Die Therapie mit Arzneimitteln stellt im Praxisalltag eine große Herausforderung dar. Gesetzliche Vorgaben, eine Fülle von Präparaten, das Gebot zur wirtschaftlichen Verordnungsweise sowie die Zunahme der Morbidität in einer immer älter werdenden Gesellschaft machen die Arzneimittelversorgung zunehmend schwieriger.

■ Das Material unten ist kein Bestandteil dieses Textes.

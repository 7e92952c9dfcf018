use clap::{Args, Subcommand};
use std::path::PathBuf;

use auitheme_project::TemplateKind;
use auitheme_section::LoadConfig;

use crate::exit::CliResult;
use crate::output::OutputFormat;

pub mod check;
pub mod dump;
pub mod info;
pub mod inspect;
pub mod list;
pub mod new;
pub mod version;

#[derive(Subcommand, Debug)]
pub enum Command {
    /// Create an empty project file.
    New(NewArgs),
    /// Summarize a project: asset directory and record counts.
    Info(InfoArgs),
    /// List the records of a project.
    List(ListArgs),
    /// Print a whole project as JSON.
    Dump(DumpArgs),
    /// Show the section layout of a project file.
    Inspect(InspectArgs),
    /// Check framing and cross-record references.
    Check(CheckArgs),
    /// Show version information.
    Version(VersionArgs),
}

pub fn run(command: Command, format: OutputFormat, load: &LoadConfig) -> CliResult<i32> {
    match command {
        Command::New(args) => new::run(args, format),
        Command::Info(args) => info::run(args, format, load),
        Command::List(args) => list::run(args, format, load),
        Command::Dump(args) => dump::run(args, load),
        Command::Inspect(args) => inspect::run(args, format, load),
        Command::Check(args) => check::run(args, format, load),
        Command::Version(args) => version::run(args, format),
    }
}

#[derive(Args, Debug)]
pub struct NewArgs {
    /// Project file to create (".tui" is added when there is no extension).
    pub path: PathBuf,
    /// Directory holding the project's SVG assets.
    #[arg(long, value_name = "DIR")]
    pub assets: Option<PathBuf>,
    /// Overwrite an existing file.
    #[arg(long)]
    pub force: bool,
}

#[derive(Args, Debug)]
pub struct InfoArgs {
    /// Project file to read.
    pub path: PathBuf,
}

#[derive(Args, Debug)]
pub struct ListArgs {
    /// Project file to read.
    pub path: PathBuf,
    /// Only list records of this kind (e.g. color, icon-button).
    #[arg(long, short = 'k')]
    pub kind: Option<TemplateKind>,
}

#[derive(Args, Debug)]
pub struct DumpArgs {
    /// Project file to read.
    pub path: PathBuf,
    /// Indent the JSON output.
    #[arg(long)]
    pub pretty: bool,
}

#[derive(Args, Debug)]
pub struct InspectArgs {
    /// Project file to read.
    pub path: PathBuf,
    /// Also list every element section.
    #[arg(long)]
    pub elements: bool,
}

#[derive(Args, Debug)]
pub struct CheckArgs {
    /// Project file to read.
    pub path: PathBuf,
}

#[derive(Args, Debug)]
pub struct VersionArgs {
    /// Show extended build provenance.
    #[arg(long)]
    pub extended: bool,
}
use clap::ValueEnum;
use tracing::level_filters::LevelFilter;

/// How diagnostics are rendered on stderr.
#[derive(Copy, Clone, Debug, ValueEnum)]
pub enum LogFormat {
    Text,
    Json,
}

/// Minimum severity written to stderr.
///
/// Read anomalies (clamped sections, short reads) are reported at `warn`;
/// per-collection progress is at `debug`.
#[derive(Copy, Clone, Debug, ValueEnum)]
pub enum LogLevel {
    Off,
    Error,
    Warn,
    Info,
    Debug,
    Trace,
}

impl From<LogLevel> for LevelFilter {
    fn from(level: LogLevel) -> Self {
        match level {
            LogLevel::Off => LevelFilter::OFF,
            LogLevel::Error => LevelFilter::ERROR,
            LogLevel::Warn => LevelFilter::WARN,
            LogLevel::Info => LevelFilter::INFO,
            LogLevel::Debug => LevelFilter::DEBUG,
            LogLevel::Trace => LevelFilter::TRACE,
        }
    }
}

pub fn init_logging(format: LogFormat, level: LogLevel) {
    let filter = LevelFilter::from(level);
    // Name the emitting crate once output gets chatty enough to need it.
    let builder = tracing_subscriber::fmt()
        .with_writer(std::io::stderr)
        .with_max_level(filter)
        .with_ansi(false)
        .with_target(filter >= LevelFilter::DEBUG);

    let installed = match format {
        LogFormat::Text => builder.try_init(),
        LogFormat::Json => builder.json().try_init(),
    };
    if installed.is_err() {
        eprintln!("warning: a global log subscriber is already installed");
    }
}

#[cfg(test)]
mod tests {
    use super::*;

    #[test]
    fn levels_map_to_filters() {
        assert_eq!(LevelFilter::from(LogLevel::Off), LevelFilter::OFF);
        assert_eq!(LevelFilter::from(LogLevel::Warn), LevelFilter::WARN);
        assert!(LevelFilter::from(LogLevel::Trace) > LevelFilter::DEBUG);
    }
}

Eine Gruppe, die aufgrund bestehender Ko- und Multimorbiditäten der besonderen Aufmerksamkeit bedarf, sind ältere und geriatrische Patientinnen und Patienten. Die Pharmakotherapie bei dieser Patientengruppe ist in der Praxis selten als Einzelmaßnahme indiziert, sondern zumeist in den ganzheitlichen Behandlungsansatz einer geriatrischen Komplexbehandlung eingebettet, der funktionelle und psychosoziale Aspekte gleichwertig berücksichtigt.
Die Qualität geriatrischer Pharmakotherapie muss an der Vermeidung von Übermedikation ebenso wie an der Vermeidung von Unter- und Fehlmedikation gemessen werden.
Da Medizinische Fachangestellte sowohl Patientinnen und Patienten in der Arzneimittelanwendung als auch Ärztinnen und Ärzte in der Pharmakotherapie unterstützen, müssen sie mit den Besonderheiten der Arzneimitteltherapie im Alter gut vertraut sein.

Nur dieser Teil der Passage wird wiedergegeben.